TURNING DATA INTO INFORMATION, BETTER DECISIONS, AND STRONGER ORGANIZATIONS
These two authors are world‐class experts on analytics, data management, and data quality; they’ve forgotten more about these topics than most of us will ever know. Their book is pragmatic, understandable, and focused on what really counts. If you want to do data science in any capacity, you need to read it.
Thomas H. Davenport
Distinguished Professor, Babson College and Fellow, MIT Initiative on the Digital Economy
I like your book. The Chapters address problems that have faced Statisticians for generations, updated to reflect today’s issues, such as computational big data.
Sir David Cox
Warden of Nuffield College and Professor of Statistics, Oxford University
I am already in love with your book based on the overview and preface!! What a creative approach!
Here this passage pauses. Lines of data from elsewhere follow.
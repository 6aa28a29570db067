//! Shell completion generation.

use clap::CommandFactory;
use clap_complete::{generate, shells};

use crate::cli::{Cli, CompletionsArgs, Shell};

const BIN_NAME: &str = "serve";

pub fn execute(args: CompletionsArgs) -> crate::error::CliResult<()> {
    let mut cmd = Cli::command();
    let mut out = std::io::stdout();

    match args.shell {
        Shell::Bash => generate(shells::Bash, &mut cmd, BIN_NAME, &mut out),
        Shell::Zsh => generate(shells::Zsh, &mut cmd, BIN_NAME, &mut out),
        Shell::Fish => generate(shells::Fish, &mut cmd, BIN_NAME, &mut out),
        Shell::PowerShell => generate(shells::PowerShell, &mut cmd, BIN_NAME, &mut out),
        Shell::Elvish => generate(shells::Elvish, &mut cmd, BIN_NAME, &mut out),
    }

    Ok(())
}
//! Serve Core - Hexagonal Architecture Implementation
//!
//! This crate provides the domain and application layers for the `serve`
//! project scaffolder, following hexagonal (ports and adapters) architecture.
//!
//! ## Architecture Overview
//!
//! ```text
//! ┌─────────────────────────────────────────┐
//! │            serve-cli (CLI)              │
//! │     (create / convert / templates)      │
//! └──────────────────┬──────────────────────┘
//!                    │ calls
//!                    ▼
//! ┌─────────────────────────────────────────┐
//! │         Application Services            │
//! │  (ProjectScaffolder, TemplateService)   │
//! └──────────────────┬──────────────────────┘
//!                    │ uses
//!                    ▼
//! ┌─────────────────────────────────────────┐
//! │      Application Ports (Traits)         │
//! │ (Filesystem, TemplateStore, Installer,  │
//! │  VersionControlConfigReader, Reporter)  │
//! └──────────────────┬──────────────────────┘
//!                    │ implemented by
//!                    ▼
//! ┌─────────────────────────────────────────┐
//! │     serve-adapters (Infrastructure)     │
//! └─────────────────────────────────────────┘
//!                    │
//!                    ▼
//! ┌─────────────────────────────────────────┐
//! │         Domain Layer (Pure Logic)       │
//! │ (ProjectConfig, paths, RenderContext)   │
//! └─────────────────────────────────────────┘
//! ```
//!
//! ## Usage
//!
//! ```rust,ignore
//! use serve_core::prelude::*;
//!
//! let scaffolder = ProjectScaffolder::new(filesystem, store, installer, git_reader);
//! let config = scaffolder.configure(ProjectOptions::new("blog-site", "/tmp/work"))?;
//! let report = scaffolder.create(&config)?;
//! ```

pub mod domain;

pub mod application;

pub mod error;

// Public API - what external crates should use
pub mod prelude {
    pub use crate::application::{
        ProjectScaffolder, TemplateService,
        ports::{Filesystem, FrameworkInstaller, Reporter, TemplateStore, VersionControlConfigReader},
    };
    pub use crate::domain::{
        Action, ActionKind, FsOutcome, ProjectConfig, ProjectOptions, RenderContext,
        ScaffoldMode, ScaffoldReport, TemplateName,
    };
    pub use crate::error::{ServeError, ServeResult};
}

// Version info
pub const VERSION: &str = env!("CARGO_PKG_VERSION");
Speaks a lot to your ability to tell a good story – one of the key ways of reasoning for a good data scientist!
Hollylynne S. Lee
Professor, Mathematics and Statistics Education and Faculty Fellow, Friday Institute for Educational Innovation, North Carolina State University
The root causes of business failures typically are management, not technology. In today’s complex and changing digital world, the advice in The Real Work of Data Science is essential. Read it and do it.
John A. Zachman
Chairman – Zachman International and Executive Director – FEAC Institute
If you are wondering what the real challenges and solutions to solving your ‘Big Data’ problem are, this is a must read book. Ron and Tom move past the technology hype and highlight the real issues and opportunities in leveraging data science to the benefit of your organization
Jeff MacMillan
Chief Analytics and Data Officer, Morgan Stanley Wealth Management
Much needed!
Neil Lawrence
Professor of Machine Learning at the University of Sheffield and Machine Learning team manager at Amazon
More than 80% of data science projects fail, either partially or wholly, at the implementation stage. There is a wealth of books on the technical and mechanical aspects of data science, but little to guide data scientists and managers on the holistic integration of data science into organizations in a way that produces success. This well‐written book fills that gap.
Peter Bruce
Founder and Chief Academic Officer, The Institute for Statistics Education
C’est livre est très intéressant et plein de très bonnes choses intelligentes et utiles. Il sera sans nul doute très précieux.
Jean Michel Poggi
Professor of Statistics at Paris‐Descartes University and Mathematics Laboratory, Orsay University, Paris, France,
Past President of the Société Française de Statistique and Vice‐President of the Federation of European National Statistical Societies
I like the very direct and succinct style. You are certainly right on target when you say you can’t stress enough the importance of understanding the real problem. Other of your points in Chapter 1 really hit home, such as data scientists spending more time on data quality than on analysis. (I’m glad they do.) Further, you are absolutely correct that data scientists must translate their results into the language of the decision‐maker. I also recognize the liberal use of anecdotes in the book. For instance, the remarks about Bill Hunter, the ice cream sales, the Pokémon experiment, etc. I personally like this, and I do this in all of my speeches since I think it really hooks the audience.
Barry Nussbaum
Past Chief Statistician, the United States Environmental Protection Agency and Past President of the American Statistical Association
I think this book is excellent for an introductory course in data science. It could be used with students at university level or with professionals in specialist courses.
Luciana Dalla Valle
Lecturer in Statistics and Programme Manager of the MSc Data Science and Business Analytics, School of Computing, Electronics and Mathematics, Plymouth University, UK
The Real Work of Data Science addresses the softer issues of data science that actually decide on the success or failure of any data science initiative. It makes the data science and Chief Analytics Officer roles more understandable and accessible to a wider audience. Choosing the right modeling method is often the key point of discussion in books, although it is just a tiny fraction of the job to be done. This book prepares you for the harsh reality of data science in the real‐world.
Alexander Borek
Global Head of Data & Analytics at Volkswagen Financial Services
Data science is critical for competitiveness, for good government, for correct decisions. But what is data science? Kenett and Redman give, by far, the best introduction to the subject I have seen anywhere. They address the critical questions of formulating the right problem, collecting the right data, doing the right analyses, making the right decisions, and measuring the actual impact of the decisions. This book should become required reading in statistics and computer science departments, business schools, analytics institutes and, most importantly, by all business managers.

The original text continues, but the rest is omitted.